*** DATA SECTION Section Begins ***

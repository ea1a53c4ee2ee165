//! Tracing setup.
//!
//! Structured events go to stderr so they never interleave with the shell prompt on
//! stdout. Formats: pretty (colours, for the bench), compact (default) and JSON (for log
//! collection on a field laptop). `RUST_LOG` overrides the configured level.
//!
//! # Example
//! ```no_run
//! use geoelec_daq::{config::AppConfig, logging};
//!
//! # fn main() -> Result<(), Box<dyn std::error::Error>> {
//! let config = AppConfig::load()?;
//! logging::init_from_config(&config)?;
//! tracing::info!(port = %config.device.port, "starting");
//! # Ok(())
//! # }
//! ```

use crate::config::AppConfig;
use crate::error::ConfigurationError;
use tracing::Level;
use tracing_subscriber::{
    fmt::{self, format::FmtSpan},
    layer::SubscriberExt,
    util::SubscriberInitExt,
    EnvFilter, Layer,
};

/// Output format for tracing
#[derive(Debug, Clone, Copy, PartialEq, Eq)]
pub enum OutputFormat {
    /// Pretty-printed format with colors
    Pretty,
    /// Single-line format without colors
    Compact,
    /// JSON lines
    Json,
}

impl std::str::FromStr for OutputFormat {
    type Err = ConfigurationError;

    fn from_str(s: &str) -> Result<Self, Self::Err> {
        match s.to_lowercase().as_str() {
            "pretty" => Ok(OutputFormat::Pretty),
            "compact" => Ok(OutputFormat::Compact),
            "json" => Ok(OutputFormat::Json),
            other => Err(ConfigurationError::InvalidSetting(format!(
                "Invalid log format '{}'. Must be one of: pretty, compact, json",
                other
            ))),
        }
    }
}

/// Tracing configuration options
#[derive(Debug, Clone)]
pub struct TracingConfig {
    /// Log level (trace, debug, info, warn, error)
    pub level: Level,
    /// Output format
    pub format: OutputFormat,
    /// Whether to include span events (NEW, CLOSE)
    pub with_span_events: bool,
    /// Whether to include file and line numbers
    pub with_file_and_line: bool,
    /// Whether to enable ANSI colors (only for Pretty format)
    pub with_ansi: bool,
}

impl Default for TracingConfig {
    fn default() -> Self {
        Self {
            level: Level::INFO,
            format: OutputFormat::Compact,
            with_span_events: false,
            with_file_and_line: false,
            with_ansi: true,
        }
    }
}

impl TracingConfig {
    /// Create tracing config from the application configuration
    pub fn from_app_config(config: &AppConfig) -> Result<Self, ConfigurationError> {
        Ok(Self {
            level: parse_log_level(&config.application.log_level)?,
            format: config.application.log_format.parse()?,
            ..Default::default()
        })
    }
}

/// Initialize tracing from the application configuration
pub fn init_from_config(config: &AppConfig) -> Result<(), ConfigurationError> {
    init(TracingConfig::from_app_config(config)?)
}

/// Initialize tracing with custom configuration
///
/// Idempotent: if a global subscriber is already set this returns `Ok(())`.
pub fn init(config: TracingConfig) -> Result<(), ConfigurationError> {
    if tracing::dispatcher::has_been_set() {
        return Ok(());
    }

    let env_filter = EnvFilter::try_from_default_env()
        .unwrap_or_else(|_| EnvFilter::new(config.level.as_str().to_lowercase()));

    let span_events = if config.with_span_events {
        FmtSpan::NEW | FmtSpan::CLOSE
    } else {
        FmtSpan::NONE
    };

    let layer = match config.format {
        OutputFormat::Pretty => fmt::layer()
            .pretty()
            .with_writer(std::io::stderr)
            .with_span_events(span_events)
            .with_file(config.with_file_and_line)
            .with_line_number(config.with_file_and_line)
            .with_ansi(config.with_ansi)
            .with_filter(env_filter)
            .boxed(),
        OutputFormat::Compact => fmt::layer()
            .compact()
            .with_writer(std::io::stderr)
            .with_span_events(span_events)
            .with_file(config.with_file_and_line)
            .with_line_number(config.with_file_and_line)
            .with_ansi(false)
            .with_filter(env_filter)
            .boxed(),
        OutputFormat::Json => fmt::layer()
            .json()
            .with_writer(std::io::stderr)
            .with_span_events(span_events)
            .with_file(config.with_file_and_line)
            .with_line_number(config.with_file_and_line)
            .with_filter(env_filter)
            .boxed(),
    };

    tracing_subscriber::registry()
        .with(layer)
        .try_init()
        .or_else(|e| {
            // Lost a race with another initializer (global dispatcher or log bridge)
            if e.to_string().contains("already") {
                Ok(())
            } else {
                Err(ConfigurationError::InvalidSetting(format!(
                    "Failed to initialize tracing: {}",
                    e
                )))
            }
        })
}

/// Parse log level string into tracing Level
pub fn parse_log_level(level: &str) -> Result<Level, ConfigurationError> {
    match level.to_lowercase().as_str() {
        "trace" => Ok(Level::TRACE),
        "debug" => Ok(Level::DEBUG),
        "info" => Ok(Level::INFO),
        "warn" => Ok(Level::WARN),
        "error" => Ok(Level::ERROR),
        _ => Err(ConfigurationError::InvalidSetting(format!(
            "Invalid log level '{}'. Must be one of: trace, debug, info, warn, error",
            level
        ))),
    }
}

*** DATA SECTION Section Ends ***

Nothing should be dropped. Retype each line above as it is.

repository ea1a53c4ee2ee165
//! Tracing setup.
//!
//! Structured events go to stderr so they never interleave with the shell prompt on
//! stdout. Formats: pretty (colours, for the bench), compact (default) and JSON (for log
//! collection on a field laptop). `RUST_LOG` overrides the configured level.
//!
//! # Example
//! ```no_run
//! use geoelec_daq::{config::AppConfig, logging};
//!
//! # fn main() -> Result<(), Box<dyn std::error::Error>> {
//! let config = AppConfig::load()?;
//! logging::init_from_config(&config)?;
//! tracing::info!(port = %config.device.port, "starting");
//! # Ok(())
//! # }
//! ```

use crate::config::AppConfig;
use crate::error::ConfigurationError;
use tracing::Level;
use tracing_subscriber::{
    fmt::{self, format::FmtSpan},
    layer::SubscriberExt,
    util::SubscriberInitExt,
    EnvFilter, Layer,
};

/// Output format for tracing
#[derive(Debug, Clone, Copy, PartialEq, Eq)]
pub enum OutputFormat {
    /// Pretty-printed format with colors
    Pretty,
    /// Single-line format without colors
    Compact,
    /// JSON lines
    Json,
}

impl std::str::FromStr for OutputFormat {
    type Err = ConfigurationError;

    fn from_str(s: &str) -> Result<Self, Self::Err> {
        match s.to_lowercase().as_str() {
            "pretty" => Ok(OutputFormat::Pretty),
            "compact" => Ok(OutputFormat::Compact),
            "json" => Ok(OutputFormat::Json),
            other => Err(ConfigurationError::InvalidSetting(format!(
                "Invalid log format '{}'. Must be one of: pretty, compact, json",
                other
            ))),
        }
    }
}

/// Tracing configuration options
#[derive(Debug, Clone)]
pub struct TracingConfig {
    /// Log level (trace, debug, info, warn, error)
    pub level: Level,
    /// Output format
    pub format: OutputFormat,
    /// Whether to include span events (NEW, CLOSE)
    pub with_span_events: bool,
    /// Whether to include file and line numbers
    pub with_file_and_line: bool,
    /// Whether to enable ANSI colors (only for Pretty format)
    pub with_ansi: bool,
}

impl Default for TracingConfig {
    fn default() -> Self {
        Self {
            level: Level::INFO,
            format: OutputFormat::Compact,
            with_span_events: false,
            with_file_and_line: false,
            with_ansi: true,
        }
    }
}

impl TracingConfig {
    /// Create tracing config from the application configuration
    pub fn from_app_config(config: &AppConfig) -> Result<Self, ConfigurationError> {
        Ok(Self {
            level: parse_log_level(&config.application.log_level)?,
            format: config.application.log_format.parse()?,
            ..Default::default()
        })
    }
}

/// Initialize tracing from the application configuration
pub fn init_from_config(config: &AppConfig) -> Result<(), ConfigurationError> {
    init(TracingConfig::from_app_config(config)?)
}

/// Initialize tracing with custom configuration
///
/// Idempotent: if a global subscriber is already set this returns `Ok(())`.
pub fn init(config: TracingConfig) -> Result<(), ConfigurationError> {
    if tracing::dispatcher::has_been_set() {
        return Ok(());
    }

    let env_filter = EnvFilter::try_from_default_env()
        .unwrap_or_else(|_| EnvFilter::new(config.level.as_str().to_lowercase()));

    let span_events = if config.with_span_events {
        FmtSpan::NEW | FmtSpan::CLOSE
    } else {
        FmtSpan::NONE
    };

    let layer = match config.format {
        OutputFormat::Pretty => fmt::layer()
            .pretty()
            .with_writer(std::io::stderr)
            .with_span_events(span_events)
            .with_file(config.with_file_and_line)
            .with_line_number(config.with_file_and_line)
            .with_ansi(config.with_ansi)
            .with_filter(env_filter)
            .boxed(),
        OutputFormat::Compact => fmt::layer()
            .compact()
            .with_writer(std::io::stderr)
            .with_span_events(span_events)
            .with_file(config.with_file_and_line)
            .with_line_number(config.with_file_and_line)
            .with_ansi(false)
            .with_filter(env_filter)
            .boxed(),
        OutputFormat::Json => fmt::layer()
            .json()
            .with_writer(std::io::stderr)
            .with_span_events(span_events)
            .with_file(config.with_file_and_line)
            .with_line_number(config.with_file_and_line)
            .with_filter(env_filter)
            .boxed(),
    };

    tracing_subscriber::registry()
        .with(layer)
        .try_init()
        .or_else(|e| {
            // Lost a race with another initializer (global dispatcher or log bridge)
            if e.to_string().contains("already") {
                Ok(())
            } else {
                Err(ConfigurationError::InvalidSetting(format!(
                    "Failed to initialize tracing: {}",
                    e
                )))
            }
        })
}

/// Parse log level string into tracing Level
pub fn parse_log_level(level: &str) -> Result<Level, ConfigurationError> {
    match level.to_lowercase().as_str() {
        "trace" => Ok(Level::TRACE),
        "debug" => Ok(Level::DEBUG),
        "info" => Ok(Level::INFO),
        "warn" => Ok(Level::WARN),
        "error" => Ok(Level::ERROR),
        _ => Err(ConfigurationError::InvalidSetting(format!(
            "Invalid log level '{}'. Must be one of: trace, debug, info, warn, error",
            level
        ))),
    }
}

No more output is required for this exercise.